Deuxièmement, comme je le dis plus haut, l’espace public suisse est marqué par l’histoire coloniale et postcoloniale de la classification et de la hiérarchisation des corps. Les corps lus comme noirs notamment ont été et continuent d’apparaître comme les objets de contemplation, de consommation, comme les images – déconnectés des individus en chair et en os. La monstration de ces corps a eu historiquement pour fonction de permettre à la jeune nation helvétique multiconfessionnelle et multiculturelle de se cimenter en s’imaginant comme « blanche » et « européenne». Aujourd’hui, même si cela ne se dit jamais explicitement, la société suisse a du mal à se penser autrement que comme blanche. Lorsque des Noir.e.s apparaissent dans l’espace public en tant qu’individus en chair et en os, lorsqu’ils prennent la parole pour faire une demande à la collectivité au nom de cette collectivité, comme je l’analyse dans mon article pour le cas des politicien.ne.s noir.e.s, c’est disruptif. Ces corps noirs prennent la parole, ils s’instituent en tant que sujets et non pas objets d’un discours. Étant donné la longue histoire de construction de ces corps comme objets, cette parole n’est pas facilement audible. En somme, pour le dire autrement, la construction coloniale et postcoloniale des corps et des espaces publics européens est racialisée et elle a rendu certaines voix moins audibles que d’autres.

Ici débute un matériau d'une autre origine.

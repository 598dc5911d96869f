//! Ringstore - circular buffers of timestamped samples over a durable
//! store
//!
//! The layering, leaves first: a [`TimeRing`] keeps `(seq, time, blob)`
//! samples under a ring's key space with wrap-around eviction; a
//! [`SpanTable`] maps runs of consecutive sequences to the one schema
//! header they share; a [`TableRing`] stores whole tables by splitting
//! them into body blobs and span-indexed headers; a [`RingStore`] adds
//! the human-level metadata: ring directory, header-hash dedup table,
//! per-sample index, store-wide counters. The [`conv`] module moves
//! rings to and from flat text.
//!
//! Every composite mutation (append plus eviction plus span purge plus
//! index upkeep) commits in a single write transaction on the
//! underlying store.
//!
//! # Example
//!
//! ```no_run
//! use diskstore::StoreConfig;
//! use ringstore::RingStore;
//! use tabular::Table;
//!
//! let mut rs = RingStore::create(
//!     "telemetry.dat", "r.cpu60", "Processor load", "sampled each minute",
//!     1440, 60, StoreConfig::default(),
//! )?;
//!
//! let mut sample = Table::with_columns(["user", "sys", "idle"]);
//! sample.add_row([("user", "12.0"), ("sys", "3.1"), ("idle", "84.9")]);
//! rs.put(&sample)?;
//!
//! rs.goto_oldest()?;
//! let back = rs.get(true)?.expect("just written");
//! assert_eq!(back.cell(0, "user"), Some("12.0"));
//! # Ok::<(), ringstore::RingError>(())
//! ```

mod conv;
mod error;
mod ring;
mod rs;
mod span;
mod tabring;

pub use conv::{
    export_ring, export_to_file, import_file, import_text, ExportOptions, ImportOptions,
    DUR_COL, HOST_COL, RING_COL, SEQ_COL, TIME_COL,
};
pub use error::RingError;
pub use ring::{now, RingStat, Sample, Seconds, TimeRing};
pub use rs::{RingDir, RingStore};
pub use span::{
    headers_by_seq_range, ls_rings, name_root, name_roots, read_ring_blocks,
    rings_by_root_and_time, Hunt, Span, SpanTable, SPAN_PREFIX,
};
pub use tabring::{header_text, TableRing};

La question de l’opportunité d’interdire des images blessantes nous amène naturellement à la définition des contours de la liberté d’expression. Nos démocraties sont en effet traversées de tensions entre deux de leurs principales valeurs constitutives, à savoir le respect de la dignité de chacun, d’une part, et la libre expression pour tous, d’autre part. Dès lors, quels outils devrions-nous mobiliser pour arbitrer favorablement ces impératifs démocratiques qui entrent parfois en contradiction ? Ou pour le dire autrement, reprenant ainsi le titre d’un de vos récents écrits : peut-on tout dire au nom de la liberté d’expression ?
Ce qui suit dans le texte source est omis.